Stored items from a collection
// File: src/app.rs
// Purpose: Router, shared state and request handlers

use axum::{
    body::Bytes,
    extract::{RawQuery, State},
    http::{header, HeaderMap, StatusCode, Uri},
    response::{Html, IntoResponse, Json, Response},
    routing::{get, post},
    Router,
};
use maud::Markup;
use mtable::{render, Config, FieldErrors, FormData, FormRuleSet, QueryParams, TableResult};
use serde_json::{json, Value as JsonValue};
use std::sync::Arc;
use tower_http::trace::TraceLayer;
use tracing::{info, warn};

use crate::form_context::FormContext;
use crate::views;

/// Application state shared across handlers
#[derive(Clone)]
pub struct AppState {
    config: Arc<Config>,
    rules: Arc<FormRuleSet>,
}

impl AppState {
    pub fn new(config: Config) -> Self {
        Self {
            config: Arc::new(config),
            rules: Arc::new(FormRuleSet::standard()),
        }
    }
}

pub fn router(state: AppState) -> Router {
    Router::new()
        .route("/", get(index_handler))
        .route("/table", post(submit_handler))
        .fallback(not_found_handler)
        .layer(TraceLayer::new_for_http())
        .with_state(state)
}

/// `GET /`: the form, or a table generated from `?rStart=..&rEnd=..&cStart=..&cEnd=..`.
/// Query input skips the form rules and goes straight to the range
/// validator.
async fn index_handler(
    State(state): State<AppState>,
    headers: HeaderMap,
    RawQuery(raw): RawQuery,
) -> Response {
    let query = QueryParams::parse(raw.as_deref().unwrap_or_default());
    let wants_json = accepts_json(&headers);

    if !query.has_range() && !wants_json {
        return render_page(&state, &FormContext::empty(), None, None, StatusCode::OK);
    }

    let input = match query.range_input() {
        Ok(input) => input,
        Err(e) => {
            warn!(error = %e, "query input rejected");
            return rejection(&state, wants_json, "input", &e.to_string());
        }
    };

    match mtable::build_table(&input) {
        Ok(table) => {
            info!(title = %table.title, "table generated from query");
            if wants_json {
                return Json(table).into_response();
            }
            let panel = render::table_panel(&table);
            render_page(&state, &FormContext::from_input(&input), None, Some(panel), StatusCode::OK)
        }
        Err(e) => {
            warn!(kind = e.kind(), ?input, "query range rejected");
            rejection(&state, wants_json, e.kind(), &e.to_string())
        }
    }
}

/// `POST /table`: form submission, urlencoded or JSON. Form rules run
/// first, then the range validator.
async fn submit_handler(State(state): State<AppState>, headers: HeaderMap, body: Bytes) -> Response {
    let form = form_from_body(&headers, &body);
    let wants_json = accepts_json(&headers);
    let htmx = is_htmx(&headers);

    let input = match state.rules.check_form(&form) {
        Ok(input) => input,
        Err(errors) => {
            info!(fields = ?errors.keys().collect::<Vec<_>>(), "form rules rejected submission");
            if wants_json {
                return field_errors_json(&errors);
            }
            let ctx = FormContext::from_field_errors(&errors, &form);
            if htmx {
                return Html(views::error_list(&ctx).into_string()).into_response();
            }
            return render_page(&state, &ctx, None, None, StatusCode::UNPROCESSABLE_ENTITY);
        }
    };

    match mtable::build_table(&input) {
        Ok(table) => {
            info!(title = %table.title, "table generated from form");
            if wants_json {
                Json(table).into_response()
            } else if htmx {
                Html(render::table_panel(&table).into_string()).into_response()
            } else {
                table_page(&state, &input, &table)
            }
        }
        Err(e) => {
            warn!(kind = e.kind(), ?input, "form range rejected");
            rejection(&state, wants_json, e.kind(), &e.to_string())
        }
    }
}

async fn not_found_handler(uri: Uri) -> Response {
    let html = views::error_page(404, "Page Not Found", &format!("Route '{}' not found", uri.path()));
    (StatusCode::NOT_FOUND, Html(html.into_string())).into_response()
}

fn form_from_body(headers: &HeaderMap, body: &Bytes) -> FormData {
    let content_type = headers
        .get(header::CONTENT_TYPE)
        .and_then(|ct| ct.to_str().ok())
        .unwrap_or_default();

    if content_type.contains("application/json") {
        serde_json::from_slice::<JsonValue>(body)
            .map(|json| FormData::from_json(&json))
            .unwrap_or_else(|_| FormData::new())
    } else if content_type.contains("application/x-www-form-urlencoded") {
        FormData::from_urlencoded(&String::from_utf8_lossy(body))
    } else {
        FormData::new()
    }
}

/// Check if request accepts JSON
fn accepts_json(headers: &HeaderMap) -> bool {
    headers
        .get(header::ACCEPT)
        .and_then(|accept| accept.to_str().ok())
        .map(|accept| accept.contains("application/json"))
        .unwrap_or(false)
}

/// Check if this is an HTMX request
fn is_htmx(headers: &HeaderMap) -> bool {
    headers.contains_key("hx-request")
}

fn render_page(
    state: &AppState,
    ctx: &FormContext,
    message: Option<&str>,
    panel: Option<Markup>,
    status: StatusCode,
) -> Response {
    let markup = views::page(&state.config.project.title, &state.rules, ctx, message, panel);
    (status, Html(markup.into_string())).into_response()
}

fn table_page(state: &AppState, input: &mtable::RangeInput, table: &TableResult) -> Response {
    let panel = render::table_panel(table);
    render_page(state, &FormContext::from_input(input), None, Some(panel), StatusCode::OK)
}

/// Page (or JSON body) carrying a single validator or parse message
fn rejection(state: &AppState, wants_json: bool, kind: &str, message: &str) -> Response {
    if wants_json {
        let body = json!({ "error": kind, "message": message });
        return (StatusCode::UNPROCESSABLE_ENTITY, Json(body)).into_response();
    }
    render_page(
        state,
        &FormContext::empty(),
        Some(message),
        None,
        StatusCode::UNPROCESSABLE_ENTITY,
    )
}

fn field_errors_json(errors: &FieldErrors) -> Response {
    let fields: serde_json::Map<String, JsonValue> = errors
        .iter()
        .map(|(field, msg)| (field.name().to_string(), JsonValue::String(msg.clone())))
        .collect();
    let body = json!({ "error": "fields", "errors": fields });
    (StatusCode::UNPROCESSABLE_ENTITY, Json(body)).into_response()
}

What you are asked to do
Write all of the data above again, exactly as given.

Answer below
// File: src/app.rs
// Purpose: Router, shared state and request handlers

use axum::{
    body::Bytes,
    extract::{RawQuery, State},
    http::{header, HeaderMap, StatusCode, Uri},
    response::{Html, IntoResponse, Json, Response},
    routing::{get, post},
    Router,
};
use maud::Markup;
use mtable::{render, Config, FieldErrors, FormData, FormRuleSet, QueryParams, TableResult};
use serde_json::{json, Value as JsonValue};
use std::sync::Arc;
use tower_http::trace::TraceLayer;
use tracing::{info, warn};

use crate::form_context::FormContext;
use crate::views;

/// Application state shared across handlers
#[derive(Clone)]
pub struct AppState {
    config: Arc<Config>,
    rules: Arc<FormRuleSet>,
}

impl AppState {
    pub fn new(config: Config) -> Self {
        Self {
            config: Arc::new(config),
            rules: Arc::new(FormRuleSet::standard()),
        }
    }
}

pub fn router(state: AppState) -> Router {
    Router::new()
        .route("/", get(index_handler))
        .route("/table", post(submit_handler))
        .fallback(not_found_handler)
        .layer(TraceLayer::new_for_http())
        .with_state(state)
}

/// `GET /`: the form, or a table generated from `?rStart=..&rEnd=..&cStart=..&cEnd=..`.
/// Query input skips the form rules and goes straight to the range
/// validator.
async fn index_handler(
    State(state): State<AppState>,
    headers: HeaderMap,
    RawQuery(raw): RawQuery,
) -> Response {
    let query = QueryParams::parse(raw.as_deref().unwrap_or_default());
    let wants_json = accepts_json(&headers);

    if !query.has_range() && !wants_json {
        return render_page(&state, &FormContext::empty(), None, None, StatusCode::OK);
    }

    let input = match query.range_input() {
        Ok(input) => input,
        Err(e) => {
            warn!(error = %e, "query input rejected");
            return rejection(&state, wants_json, "input", &e.to_string());
        }
    };

    match mtable::build_table(&input) {
        Ok(table) => {
            info!(title = %table.title, "table generated from query");
            if wants_json {
                return Json(table).into_response();
            }
            let panel = render::table_panel(&table);
            render_page(&state, &FormContext::from_input(&input), None, Some(panel), StatusCode::OK)
        }
        Err(e) => {
            warn!(kind = e.kind(), ?input, "query range rejected");
            rejection(&state, wants_json, e.kind(), &e.to_string())
        }
    }
}

/// `POST /table`: form submission, urlencoded or JSON. Form rules run
/// first, then the range validator.
async fn submit_handler(State(state): State<AppState>, headers: HeaderMap, body: Bytes) -> Response {
    let form = form_from_body(&headers, &body);
    let wants_json = accepts_json(&headers);
    let htmx = is_htmx(&headers);

    let input = match state.rules.check_form(&form) {
        Ok(input) => input,
        Err(errors) => {
            info!(fields = ?errors.keys().collect::<Vec<_>>(), "form rules rejected submission");
            if wants_json {
                return field_errors_json(&errors);
            }
            let ctx = FormContext::from_field_errors(&errors, &form);
            if htmx {
                return Html(views::error_list(&ctx).into_string()).into_response();
            }
            return render_page(&state, &ctx, None, None, StatusCode::UNPROCESSABLE_ENTITY);
        }
    };

    match mtable::build_table(&input) {
        Ok(table) => {
            info!(title = %table.title, "table generated from form");
            if wants_json {
                Json(table).into_response()
            } else if htmx {
                Html(render::table_panel(&table).into_string()).into_response()
            } else {
                table_page(&state, &input, &table)
            }
        }
        Err(e) => {
            warn!(kind = e.kind(), ?input, "form range rejected");
            rejection(&state, wants_json, e.kind(), &e.to_string())
        }
    }
}

async fn not_found_handler(uri: Uri) -> Response {
    let html = views::error_page(404, "Page Not Found", &format!("Route '{}' not found", uri.path()));
    (StatusCode::NOT_FOUND, Html(html.into_string())).into_response()
}

fn form_from_body(headers: &HeaderMap, body: &Bytes) -> FormData {
    let content_type = headers
        .get(header::CONTENT_TYPE)
        .and_then(|ct| ct.to_str().ok())
        .unwrap_or_default();

    if content_type.contains("application/json") {
        serde_json::from_slice::<JsonValue>(body)
            .map(|json| FormData::from_json(&json))
            .unwrap_or_else(|_| FormData::new())
    } else if content_type.contains("application/x-www-form-urlencoded") {
        FormData::from_urlencoded(&String::from_utf8_lossy(body))
    } else {
        FormData::new()
    }
}

/// Check if request accepts JSON
fn accepts_json(headers: &HeaderMap) -> bool {
    headers
        .get(header::ACCEPT)
        .and_then(|accept| accept.to_str().ok())
        .map(|accept| accept.contains("application/json"))
        .unwrap_or(false)
}

/// Check if this is an HTMX request
fn is_htmx(headers: &HeaderMap) -> bool {
    headers.contains_key("hx-request")
}

fn render_page(
    state: &AppState,
    ctx: &FormContext,
    message: Option<&str>,
    panel: Option<Markup>,
    status: StatusCode,
) -> Response {
    let markup = views::page(&state.config.project.title, &state.rules, ctx, message, panel);
    (status, Html(markup.into_string())).into_response()
}

fn table_page(state: &AppState, input: &mtable::RangeInput, table: &TableResult) -> Response {
    let panel = render::table_panel(table);
    render_page(state, &FormContext::from_input(input), None, Some(panel), StatusCode::OK)
}

/// Page (or JSON body) carrying a single validator or parse message
fn rejection(state: &AppState, wants_json: bool, kind: &str, message: &str) -> Response {
    if wants_json {
        let body = json!({ "error": kind, "message": message });
        return (StatusCode::UNPROCESSABLE_ENTITY, Json(body)).into_response();
    }
    render_page(
        state,
        &FormContext::empty(),
        Some(message),
        None,
        StatusCode::UNPROCESSABLE_ENTITY,
    )
}

fn field_errors_json(errors: &FieldErrors) -> Response {
    let fields: serde_json::Map<String, JsonValue> = errors
        .iter()
        .map(|(field, msg)| (field.name().to_string(), JsonValue::String(msg.clone())))
        .collect();
    let body = json!({ "error": "fields", "errors": fields });
    (StatusCode::UNPROCESSABLE_ENTITY, Json(body)).into_response()
}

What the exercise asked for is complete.